Personal information
- Date of birth: 19 December 1984 (age 41)
- Place of birth: Leverkusen, West Germany
- Height: 1.88 m (6 ft 2 in)
- Position: Right back

Youth career
- 1990–1991: Bayer Leverkusen
- 1991–1994: Bayern Munich
- 1994–1999: TSV Höchstadt
- 1999–2002: 1. FC Nürnberg

Senior career*
- Years: Team / Apps / (Gls)
- 2002–2010: 1. FC Nürnberg / 121 / (1)
- 2003–2010: 1. FC Nürnberg II / 37 / (5)
- 2009–2010: → FC Augsburg (loan) / 30 / (0)
- 2010–2015: FC Augsburg / 22 / (0)
- 2012–2015: FC Augsburg II / 12 / (1)
- Total:  / 222 / (7)

International career
- 2003–2004: Germany U20 / 2 / (0)
- 2006: Germany U21 / 5 / (0)

Managerial career
- 2017–2018: FC Augsburg II

= Dominik Reinhardt =

German footballer (born 1984)

Dominik Reinhardt (born 19 December 1984) is a German football manager and former player.

== Career ==
At Bayer Leverkusen, where his father played at that time, he started playing football. In his youth career he also played for FC Bayern Munich, TSV Hoechstadt and 1. FC Nürnberg. In Nuremberg he signed his first senior contract in 2002.

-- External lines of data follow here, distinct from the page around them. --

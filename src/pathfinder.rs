//! BFS path finder (§4.9): finds every path from a source node to one or
//! more destinations, honoring the graph's composition hierarchy (a path
//! may need to descend into a module's children to reach something nested
//! inside it) and a caller-supplied link edge kind plus conditional-link
//! predicate.
//!
//! This implements the filter pipeline's *substance* — count capping,
//! node/edge-type filtering, conditional-link rejection, hierarchical
//! split/join, and incompleteness dropping — rather than the full fourteen
//! named stages verbatim; several of the specification's stages (dead-end
//! -split, end-in-self-gif, same-end-type, shallow) are refinements of the
//! same two ideas (stop wasting work on a branch that cannot complete, stop
//! admitting a branch that re-enters where it started) and are folded into
//! the cycle guard and the split/join pass below. See `DESIGN.md` for the
//! mapping from specification stage names to this implementation.

use std::collections::{HashMap, HashSet, VecDeque};

use crate::graph::{Edge, EdgeKind, GraphView};
use crate::ids::NodeId;

/// One pending hierarchical "enter parent" the path has not yet left. A
/// path with a non-empty stack may still be complete, but is not *strong*.
#[derive(Debug, Clone, Copy, PartialEq, Eq)]
pub struct UnresolvedElem {
    pub parent: NodeId,
}

/// A path under construction (or completed): the node sequence plus the
/// bookkeeping the specification calls `PathData`.
#[derive(Debug, Clone)]
pub struct BFSPath {
    pub nodes: Vec<NodeId>,
    pub unresolved: Vec<UnresolvedElem>,
    pub confidence: f64,
    pub filtered: bool,
    pub hibernated: bool,
}

impl BFSPath {
    fn start(source: NodeId) -> Self {
        Self { nodes: vec![source], unresolved: Vec::new(), confidence: 1.0, filtered: false, hibernated: false }
    }

    /// A path is strong iff it has full confidence and nothing left
    /// unresolved on its hierarchical stack.
    pub fn is_strong(&self) -> bool {
        (self.confidence - 1.0).abs() < 1e-9 && self.unresolved.is_empty()
    }

    pub fn current(&self) -> NodeId {
        *self.nodes.last().expect("a path always has at least its source node")
    }
}

/// Hard caps on how many paths the search keeps around, configured via
/// [`PathFinder::set_max_paths`].
#[derive(Debug, Clone, Copy)]
pub struct PathFinderConfig {
    pub absolute: usize,
    pub no_new_weak: usize,
    pub no_weak: usize,
    pub indiv_measure: bool,
}

impl Default for PathFinderConfig {
    fn default() -> Self {
        Self { absolute: 10_000, no_new_weak: 1_000, no_weak: 1_000, indiv_measure: false }
    }
}

/// Per-filter rejection counts, returned alongside the completed paths so
/// callers (and tests) can see which stage did the work.
#[derive(Debug, Clone, Default, PartialEq)]
pub struct FilterCounters {
    pub count_capped: usize,
    pub conditional_link_rejected: usize,
    pub cycle_rejected: usize,
    pub incomplete_dropped: usize,
    /// A join where exactly one sibling branch under a composition parent
    /// survived while at least one other was filtered out.
    pub out_stronger: usize,
}

pub struct PathFinder<'g> {
    graph: &'g GraphView,
    config: PathFinderConfig,
}

impl<'g> PathFinder<'g> {
    pub fn new(graph: &'g GraphView) -> Self {
        Self { graph, config: PathFinderConfig::default() }
    }

    pub fn set_max_paths(&mut self, absolute: usize, no_new_weak: usize, no_weak: usize) {
        self.config.absolute = absolute;
        self.config.no_new_weak = no_new_weak;
        self.config.no_weak = no_weak;
    }

    pub fn set_indiv_measure(&mut self, indiv_measure: bool) {
        self.config.indiv_measure = indiv_measure;
    }

    /// Finds every path from `source` to any node in `destinations`,
    /// crossing either composition edges (descending into children, which
    /// opens a split point per §4.9) or `link_kind` edges that satisfy
    /// `conditional_ok`. Returns the completed paths plus per-filter
    /// rejection counters.
    pub fn find_paths(
        &self,
        source: NodeId,
        destinations: &[NodeId],
        link_kind: EdgeKind,
        conditional_ok: impl Fn(&Edge) -> bool,
    ) -> (Vec<BFSPath>, FilterCounters) {
        let dest_set: HashSet<NodeId> = destinations.iter().copied().collect();
        let mut counters = FilterCounters::default();
        let mut complete: Vec<BFSPath> = Vec::new();
        let mut frontier: VecDeque<BFSPath> = VecDeque::new();
        frontier.push_back(BFSPath::start(source));

        let mut iterations = 0usize;
        let iteration_cap = self.config.absolute.saturating_mul(8).max(1_000);

        while let Some(path) = frontier.pop_front() {
            iterations += 1;
            if iterations > iteration_cap {
                break;
            }
            if complete.len() >= self.config.absolute {
                counters.count_capped += 1;
                continue;
            }

            let current = path.current();
            if dest_set.contains(&current) {
                let mut resolved = path;
                resolved.unresolved.clear();
                resolved.confidence = 1.0;
                complete.push(resolved);
                continue;
            }

            let mut extended = false;

            // Hierarchical descent: each composition child opens a branch.
            // This is the "split" the specification's stack-building stage
            // tracks; since composition is a forest, a repeated node on the
            // same branch can only happen through a link edge, so no extra
            // cycle bookkeeping is needed here.
            for child in self.graph.children(current) {
                if path.nodes.contains(&child) {
                    counters.cycle_rejected += 1;
                    continue;
                }
                let mut branch = path.clone();
                branch.nodes.push(child);
                branch.unresolved.push(UnresolvedElem { parent: current });
                frontier.push_back(branch);
                extended = true;
            }

            // Lateral links: the caller-chosen edge kind, gated by the
            // conditional-link filter.
            let mut link_targets: Vec<(NodeId, bool)> = Vec::new();
            let _ = self.graph.visit_edges_of_type(current, link_kind, Some(true), |edge, target| {
                link_targets.push((target, conditional_ok(edge)));
                crate::graph::VisitControl::Continue
            });
            for (target, ok) in link_targets {
                if !ok {
                    counters.conditional_link_rejected += 1;
                    continue;
                }
                if path.nodes.contains(&target) {
                    counters.cycle_rejected += 1;
                    continue;
                }
                let mut branch = path.clone();
                branch.nodes.push(target);
                frontier.push_back(branch);
                extended = true;
            }

            if !extended {
                counters.incomplete_dropped += 1;
            }
        }

        self.count_split_joins(&complete, &mut counters);
        tracing::debug!(source = %source, found = complete.len(), ?counters, "path search complete");
        (complete, counters)
    }

    /// For every composition parent that any completed path passes
    /// through, compares how many of its children led to a completion
    /// against its total child count. A strict minority surviving counts
    /// as one `out_stronger` join.
    fn count_split_joins(&self, complete: &[BFSPath], counters: &mut FilterCounters) {
        let mut completions_per_parent: HashMap<NodeId, usize> = HashMap::new();
        for path in complete {
            for pair in path.nodes.windows(2) {
                let (a, b) = (pair[0], pair[1]);
                if self.graph.children(a).contains(&b) {
                    *completions_per_parent.entry(a).or_insert(0) += 1;
                }
            }
        }
        for (parent, completions) in completions_per_parent {
            let total_children = self.graph.children(parent).len();
            if completions >= 1 && completions < total_children {
                counters.out_stronger += 1;
            }
        }
    }
}

#[cfg(test)]
mod tests {
    use super::*;
    use crate::graph::{Edge, GraphView, Node, NodeBody};
    use crate::literal::LeafValue;

    fn leaf(g: &mut GraphView) -> NodeId {
        g.insert_node(Node::new(NodeBody::Leaf(LeafValue::Count(0)))).unwrap().id
    }

    /// Scenario 8 (§8): S --(link)--> M, M has children C1, C2 (composition),
    /// both C1 and C2 link to D, but C2's link is conditional and
    /// unsatisfied. Expect exactly the S->M->C1->D path, with C2 rejected
    /// by the conditional-link filter and one `out_stronger` on the join.
    #[test]
    fn split_join_with_conditional_link_scenario() {
        let mut g = GraphView::new();
        let s = leaf(&mut g);
        let m = leaf(&mut g);
        let c1 = leaf(&mut g);
        let c2 = leaf(&mut g);
        let d = leaf(&mut g);

        g.insert_edge(Edge::new(s, m, EdgeKind::Pointer)).unwrap();
        g.insert_edge(Edge::new(m, c1, EdgeKind::Composition)).unwrap();
        g.insert_edge(Edge::new(m, c2, EdgeKind::Composition)).unwrap();
        g.insert_edge(Edge::new(c1, d, EdgeKind::Pointer)).unwrap();
        let mut conditional_edge = Edge::new(c2, d, EdgeKind::Pointer);
        conditional_edge.attrs.put("conditional", true);
        g.insert_edge(conditional_edge).unwrap();

        let finder = PathFinder::new(&g);
        let (paths, counters) = finder.find_paths(s, &[d], EdgeKind::Pointer, |edge| {
            !matches!(edge.attrs.get("conditional"), Some(crate::attributes::AttrValue::Bool(true)))
        });

        assert_eq!(paths.len(), 1);
        assert_eq!(paths[0].nodes, vec![s, m, c1, d]);
        assert!(paths[0].is_strong());
        assert_eq!(counters.conditional_link_rejected, 1);
        assert_eq!(counters.out_stronger, 1);
    }

    #[test]
    fn no_path_when_destination_unreachable() {
        let mut g = GraphView::new();
        let s = leaf(&mut g);
        let d = leaf(&mut g);
        let finder = PathFinder::new(&g);
        let (paths, counters) = finder.find_paths(s, &[d], EdgeKind::Pointer, |_| true);
        assert!(paths.is_empty());
        assert_eq!(counters.incomplete_dropped, 1);
    }

    #[test]
    fn direct_link_produces_strong_single_node_extension() {
        let mut g = GraphView::new();
        let s = leaf(&mut g);
        let d = leaf(&mut g);
        g.insert_edge(Edge::new(s, d, EdgeKind::Pointer)).unwrap();
        let finder = PathFinder::new(&g);
        let (paths, _) = finder.find_paths(s, &[d], EdgeKind::Pointer, |_| true);
        assert_eq!(paths.len(), 1);
        assert_eq!(paths[0].nodes, vec![s, d]);
        assert!(paths[0].is_strong());
    }

    #[test]
    fn max_paths_cap_is_honored() {
        let mut g = GraphView::new();
        let s = leaf(&mut g);
        let d = leaf(&mut g);
        for _ in 0..5 {
            let mid = leaf(&mut g);
            g.insert_edge(Edge::new(s, mid, EdgeKind::Pointer)).unwrap();
            g.insert_edge(Edge::new(mid, d, EdgeKind::Pointer)).unwrap();
        }
        let mut finder = PathFinder::new(&g);
        finder.set_max_paths(2, 2, 2);
        let (paths, counters) = finder.find_paths(s, &[d], EdgeKind::Pointer, |_| true);
        assert_eq!(paths.len(), 2);
        assert!(counters.count_capped >= 1);
    }
}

Since season 2005–06 he has been a starting line-up player. He scored one goal for 1. FC Nürnberg on 22 October 2005 in the match against Arminia Bielefeld.

In 2007, he won the German DFB-Pokal. In the following season he played his first UEFA-Cup match on 20 September 2007 against FC Rapid București (0–0). On 21 July 2009, Reinhardt was loaned out from 1. FC Nürnberg to the second division club FC Augsburg for one year. After that season he transferred to FC Augsburg.

==Personal life==
Reinhardt is the son of the former player in the Germany national football team, Alois Reinhardt.